Collected data entries:
//! Session state machine and pending-send queue.
//!
//! [`Session`] is the sans-I/O core of the client: it owns the state
//! machine, the daemon-assigned private group, the receive buffer and the
//! pending-send queue, but never touches a socket. Every operation returns
//! the bytes that must be written and the messages that were decoded; the
//! tokio driver in [`crate::client`] performs the actual I/O.
//!
//! State sequence:
//!
//! ```text
//! Init ──connect──► Authenticating ──reply > 5 bytes──► Authenticated
//!                                                           │ join()
//!              ▲                                            ▼
//!              └────────────── close/error ───────────── Listening
//! ```
//!
//! Sends are legal in any state: before `Authenticated` they queue in FIFO
//! order and are flushed through the normal build path once the settle
//! window elapses. `join` is gated to `Authenticated`/`Listening` and is a
//! deterministic [`SpreadError::InvalidState`] anywhere else. Only
//! `Listening` decodes inbound frames.

use std::collections::VecDeque;

use bytes::Bytes;

use crate::error::{Result, SpreadError};
use crate::protocol::{
    build_credential_frame, build_identity_frame, build_join_frame, build_send_frame, pad_group,
    trim_trailing_nulls, Frame, FrameBuffer, Inbound,
};

/// Minimum authentication-reply length; the private group starts at byte 5.
const AUTH_REPLY_GROUP_OFFSET: usize = 5;

/// Session lifecycle state.
#[derive(Debug, Clone, Copy, PartialEq, Eq)]
pub enum SessionState {
    /// No connection attempt in flight.
    Init,
    /// Identity frame sent, exchanging authentication bytes.
    Authenticating,
    /// Daemon assigned a private group; sends are accepted.
    Authenticated,
    /// A channel was joined; inbound frames are decoded.
    Listening,
    /// Transport closed; reset to `Init` follows immediately.
    Closed,
}

/// A send requested before the session was ready.
#[derive(Debug, Clone, PartialEq, Eq)]
struct PendingSend {
    channel: String,
    text: String,
}

/// Result of feeding one transport read into the session.
#[derive(Debug, Default)]
pub struct Step {
    /// Bytes to write to the transport, in order.
    pub writes: Vec<Bytes>,
    /// Application messages decoded from this read.
    pub messages: Vec<(String, String)>,
    /// The session transitioned into `Authenticated` during this step; the
    /// driver must arm the settle timer and surface the event.
    pub authenticated: bool,
}

/// One logical connection attempt to the daemon.
///
/// Recreated (via [`Session::reset`]) on every reconnect; the client name,
/// default channel and any still-pending sends persist across resets.
pub struct Session {
    state: SessionState,
    client_name: String,
    default_channel: String,
    private_group: String,
    /// True once the null credential was written this connection.
    credential_sent: bool,
    /// Accumulated authentication-reply bytes.
    auth_buf: Vec<u8>,
    /// Last membership frame from the daemon, kept for bookkeeping.
    last_membership: Option<Frame>,
    pending: VecDeque<PendingSend>,
    frames: FrameBuffer,
    max_frame_bytes: u32,
}

impl Session {
    /// Create a session in the `Init` state.
    pub fn new(client_name: &str, default_channel: &str, max_frame_bytes: u32) -> Self {
        Self {
            state: SessionState::Init,
            client_name: client_name.to_string(),
            default_channel: default_channel.to_string(),
            private_group: String::new(),
            credential_sent: false,
            auth_buf: Vec::new(),
            last_membership: None,
            pending: VecDeque::new(),
            frames: FrameBuffer::with_max_frame(max_frame_bytes),
            max_frame_bytes,
        }
    }

    /// Current lifecycle state.
    pub fn state(&self) -> SessionState {
        self.state
    }

    /// Daemon-assigned private group name, empty before authentication.
    pub fn private_group(&self) -> &str {
        &self.private_group
    }

    /// Client name supplied at construction.
    pub fn client_name(&self) -> &str {
        &self.client_name
    }

    /// Default channel supplied at construction.
    pub fn default_channel(&self) -> &str {
        &self.default_channel
    }

    /// Last membership frame received from the daemon, if any.
    pub fn last_membership(&self) -> Option<&Frame> {
        self.last_membership.as_ref()
    }

    /// Count of inbound frames skipped as unrecognized or malformed.
    pub fn frames_skipped(&self) -> u64 {
        self.frames.skipped()
    }

    /// The transport connected: produce the identity frame.
    ///
    /// Legal only in `Init`; moves to `Authenticating`.
    pub fn on_connect(&mut self) -> Result<Bytes> {
        if self.state != SessionState::Init {
            return Err(SpreadError::InvalidState(self.state));
        }
        let frame = build_identity_frame(&self.client_name)?;
        self.state = SessionState::Authenticating;
        tracing::debug!(name = %self.client_name, "identity sent, authenticating");
        Ok(frame)
    }

    /// Feed bytes read from the transport.
    pub fn on_data(&mut self, data: &[u8]) -> Result<Step> {
        let mut step = Step::default();
        match self.state {
            SessionState::Authenticating => {
                if !self.credential_sent {
                    // The daemon's greeting is discarded; it only cues the
                    // null-credential reply.
                    self.credential_sent = true;
                    step.writes.push(build_credential_frame());
                } else {
                    self.auth_buf.extend_from_slice(data);
                    if self.auth_buf.len() > AUTH_REPLY_GROUP_OFFSET {
                        self.private_group = String::from_utf8_lossy(trim_trailing_nulls(
                            &self.auth_buf[AUTH_REPLY_GROUP_OFFSET..],
                        ))
                        .into_owned();
                        self.auth_buf.clear();
                        self.state = SessionState::Authenticated;
                        step.authenticated = true;
                        tracing::debug!(private_group = %self.private_group, "authenticated");
                    }
                }
            }
            SessionState::Listening => {
                for item in self.frames.push(data)? {
                    match item {
                        Inbound::Message { channel, text } => step.messages.push((channel, text)),
                        Inbound::Membership(frame) => self.last_membership = Some(frame),
                    }
                }
            }
            // Inbound bytes are only decoded while listening.
            SessionState::Init | SessionState::Authenticated | SessionState::Closed => {
                tracing::debug!(state = ?self.state, len = data.len(), "discarding inbound bytes");
            }
        }
        Ok(step)
    }

    /// Request a send.
    ///
    /// Legal in any state: returns the frame bytes when the session is
    /// ready, otherwise queues the request and returns `None`. The channel
    /// defaults to the configured default channel.
    pub fn send(&mut self, text: &str, channel: Option<&str>) -> Result<Option<Bytes>> {
        let channel = channel.unwrap_or(&self.default_channel).to_string();
        match self.state {
            SessionState::Authenticated | SessionState::Listening => {
                let frame = build_send_frame(text, &channel, &self.private_group)?;
                Ok(Some(frame))
            }
            _ => {
                // Channel width is checked at enqueue time; the settle
                // flush must never fail on a queued item.
                pad_group(&channel)?;
                self.pending.push_back(PendingSend {
                    channel,
                    text: text.to_string(),
                });
                tracing::debug!(state = ?self.state, queued = self.pending.len(), "send queued");
                Ok(None)
            }
        }
    }

    /// Request membership in `channel`.
    ///
    /// Legal once authenticated (and again while listening, to join a
    /// further channel); moves to `Listening`.
    pub fn join(&mut self, channel: &str) -> Result<Bytes> {
        match self.state {
            SessionState::Authenticated | SessionState::Listening => {
                let frame = build_join_frame(channel, &self.private_group)?;
                self.state = SessionState::Listening;
                tracing::debug!(channel, "join requested, listening");
                Ok(frame)
            }
            state => Err(SpreadError::InvalidState(state)),
        }
    }

    /// Flush the pending-send queue, FIFO, through the normal send path.
    ///
    /// Called when the settle window elapses. Drains only in states where
    /// sends are guaranteed to be accepted, so nothing can re-queue.
    pub fn drain_pending(&mut self) -> Result<Vec<Bytes>> {
        if !matches!(
            self.state,
            SessionState::Authenticated | SessionState::Listening
        ) {
            return Ok(Vec::new());
        }
        let mut frames = Vec::with_capacity(self.pending.len());
        while let Some(item) = self.pending.pop_front() {
            if let Some(frame) = self.send(&item.text, Some(&item.channel))? {
                frames.push(frame);
            }
        }
        Ok(frames)
    }

    /// Number of sends waiting for the session to become ready.
    pub fn pending_len(&self) -> usize {
        self.pending.len()
    }

    /// The transport closed: return to `Init` for the next connect.
    ///
    /// The private group and any buffered transport bytes belong to the
    /// dead connection and are cleared; the pending queue survives so
    /// unsent messages flush after reconnecting.
    pub fn reset(&mut self) {
        self.state = SessionState::Init;
        self.private_group.clear();
        self.credential_sent = false;
        self.auth_buf.clear();
        self.last_membership = None;
        self.frames = FrameBuffer::with_max_frame(self.max_frame_bytes);
        tracing::debug!("session reset");
    }
}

→ Exercise instructions:
Answer with one number only, the count of lines in the entries above that hold the string "authentication".

→ Finished task:
4